If her birth control pills are covered, why aren’t my vitamins?
That’s the point reader Robert Filacchione of Fullerton raised in objection to The Times’ editorial Sunday supporting President Obama’s proposal that all healthcare plans, including those affiliated with religious organizations, provide access to contraception with no co-payment or deductible. Filacchione wrote:
“You say this latest act will preempt potentially serious medical problems. I am a fit, healthy man. I work at it by eating right and running 35 to 40 miles each week. Shall the government cover the expense of new running shoes and an Omega-3 supplement since I too am helping to prevent a serious medical problem? Surely this effort is more worthy than popping a birth control pill.
“This rule does not put decisions into the hands of patients, as you state. Rather, it is another step away from social responsibility and a step toward increased reliance on the state.”
Editorial writer Karin Klein responds:
It’s conceivable that at some point government would offer some sort of incentive, perhaps a tax deduction, for healthy living — perhaps not at the point of running apparel but possibly for, say, gym memberships. However, this is a different arena from the issue of family planning.
The latter involves medical products and services, as approved and regulated by theU.S. Food and Drug Administration. Health insurance covers medical products and services; right now, most health plans offer at least some level of coverage for at least some family planning care. I don’t know of any private health insurance that covers running shoes. Similarly, people who eat healthfully enjoy better health, but we don’t expect health insurance to pay for their salmon and steamed broccoli.

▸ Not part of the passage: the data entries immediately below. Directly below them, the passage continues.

use crate::config::StoreConfig;
use crate::core::{NewRequest, Record, RequestStatus, Result, StoreError};
use crate::persist::{PersistHandle, PersistWorker, SaveStatus};
use crate::storage::{JsonFileBackend, RecoveryOutcome, RequestTable, SnapshotBackend};
use std::sync::Arc;
use std::sync::atomic::{AtomicBool, Ordering};
use tokio::sync::{Mutex, RwLock, RwLockWriteGuard};
use tracing::{error, info, warn};

/// Concurrent song request store.
///
/// Cloning is cheap; every clone shares the same table and background writer.
/// The in-memory table is authoritative. The backend is a mirror that lags by
/// at most the save currently in flight.
#[derive(Clone)]
pub struct RequestStore {
    inner: Arc<StoreInner>,
}

struct StoreInner {
    table: Arc<RwLock<RequestTable>>,
    backend: Arc<dyn SnapshotBackend>,
    persist: PersistHandle,
    worker: Mutex<Option<PersistWorker>>,
    /// Only flipped while holding the table write lock.
    closed: AtomicBool,
}

impl RequestStore {
    /// Opens the JSON file named by `config`. Fails if the file exists but
    /// cannot be parsed.
    pub async fn open(config: StoreConfig) -> Result<Self> {
        let backend =
            JsonFileBackend::new(&config.data_path).with_sync_writes(config.sync_writes);
        Self::with_backend(Arc::new(backend), config.recover_on_open).await
    }

    pub async fn with_backend(
        backend: Arc<dyn SnapshotBackend>,
        recover_on_open: bool,
    ) -> Result<Self> {
        if recover_on_open {
            let outcome = backend.recover().await?;
            if !outcome.is_clean() {
                info!(backend = %backend.describe(), "startup recovery: {}", outcome.describe());
            }
        }

        let table = RequestTable::from_records(backend.load().await?)?;
        info!(
            backend = %backend.describe(),
            records = table.len(),
            next_id = table.next_id(),
            "request store opened"
        );

        let table = Arc::new(RwLock::new(table));
        let worker = PersistWorker::spawn(table.clone(), backend.clone());

        Ok(Self {
            inner: Arc::new(StoreInner {
                table,
                backend,
                persist: worker.handle(),
                worker: Mutex::new(Some(worker)),
                closed: AtomicBool::new(false),
            }),
        })
    }

    // ------------------------------------------------------------------
    // Mutations
    // ------------------------------------------------------------------

    /// Stores a new pending request. The returned record is already visible to
    /// readers; its save happens in the background.
    pub async fn create(&self, candidate: NewRequest) -> Result<Record> {
        let record = self.writable().await?.create(candidate)?;
        self.inner.persist.mark_dirty();
        Ok(record)
    }

    /// `Ok(None)` when no record has this id.
    pub async fn update_status(&self, id: u64, status: RequestStatus) -> Result<Option<Record>> {
        let updated = self.writable().await?.update_status(id, status);
        if updated.is_some() {
            self.inner.persist.mark_dirty();
        }
        Ok(updated)
    }

    pub async fn delete(&self, id: u64) -> Result<bool> {
        let found = self.writable().await?.delete(id);
        if found {
            self.inner.persist.mark_dirty();
        }
        Ok(found)
    }

    async fn writable(&self) -> Result<RwLockWriteGuard<'_, RequestTable>> {
        let table = self.inner.table.write().await;
        if self.inner.closed.load(Ordering::SeqCst) {
            return Err(StoreError::Closed);
        }
        Ok(table)
    }

    // ------------------------------------------------------------------
    // Reads
    // ------------------------------------------------------------------

    pub async fn get_all(&self) -> Vec<Record> {
        self.inner.table.read().await.all()
    }

    pub async fn get_by_status(&self, status: RequestStatus) -> Vec<Record> {
        self.inner.table.read().await.by_status(status)
    }

    pub async fn get(&self, id: u64) -> Option<Record> {
        self.inner.table.read().await.get(id)
    }

    pub async fn len(&self) -> usize {
        self.inner.table.read().await.len()
    }

    pub async fn is_empty(&self) -> bool {
        self.inner.table.read().await.is_empty()
    }

    pub async fn next_id(&self) -> u64 {
        self.inner.table.read().await.next_id()
    }

    // ------------------------------------------------------------------
    // Durability
    // ------------------------------------------------------------------

    /// Waits until everything applied so far has been saved, or the covering
    /// save failed.
    pub async fn flush(&self) -> Result<()> {
        let revision = self.inner.table.read().await.revision();
        self.inner.persist.flush(revision).await
    }

    pub fn save_status(&self) -> SaveStatus {
        self.inner.persist.status()
    }

    pub fn is_closed(&self) -> bool {
        self.inner.closed.load(Ordering::SeqCst)
    }

    /// Graceful shutdown: refuse further mutations, let the writer drain, then
    /// reconcile any temp snapshot left behind. Concurrent callers wait for the
    /// first one's drain; calling it again afterwards only repeats the recovery
    /// pass. A writer that died is logged, not fatal.
    pub async fn shutdown(&self) -> Result<RecoveryOutcome> {
        let revision = {
            let table = self.inner.table.write().await;
            self.inner.closed.store(true, Ordering::SeqCst);
            table.revision()
        };

        // Held through the drain and recovery: a concurrent caller must not
        // return, or touch the temp file, before the final save has landed.
        let mut worker_slot = self.inner.worker.lock().await;
        if let Some(worker) = worker_slot.take() {
            match worker.stop().await {
                Ok(status) if status.persisted < revision => warn!(
                    revision,
                    persisted = status.persisted,
                    error = status.last_error.as_deref().unwrap_or("unknown"),
                    "final snapshot was not saved"
                ),
                Ok(_) => {}
                Err(err) => error!(error = %err, "persist worker did not drain"),
            }
        }

        let outcome = self.inner.backend.recover().await?;
        drop(worker_slot);
        info!(
            backend = %self.inner.backend.describe(),
            "request store closed: {}",
            outcome.describe()
        );
        Ok(outcome)
    }
}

The Obama administration calls for placing the medical products and services involved in family planning at the same level of other preventive medical products and services — which is to say, no deductible or co-payment. The Times’ editorial board finds this a reasonable stance.
Preventive care might take the form of FDA-approved vaccines to prevent disease. Or it might take the form of FDA-approved contraception to avoid unwanted pregnancies. In both cases, an unwanted and more expensive medical situation is avoided, which is the purpose of preventive medicine.
People make many choices about their health, both medically and in terms of the way they live each day. Healthcare reform addresses medical choices.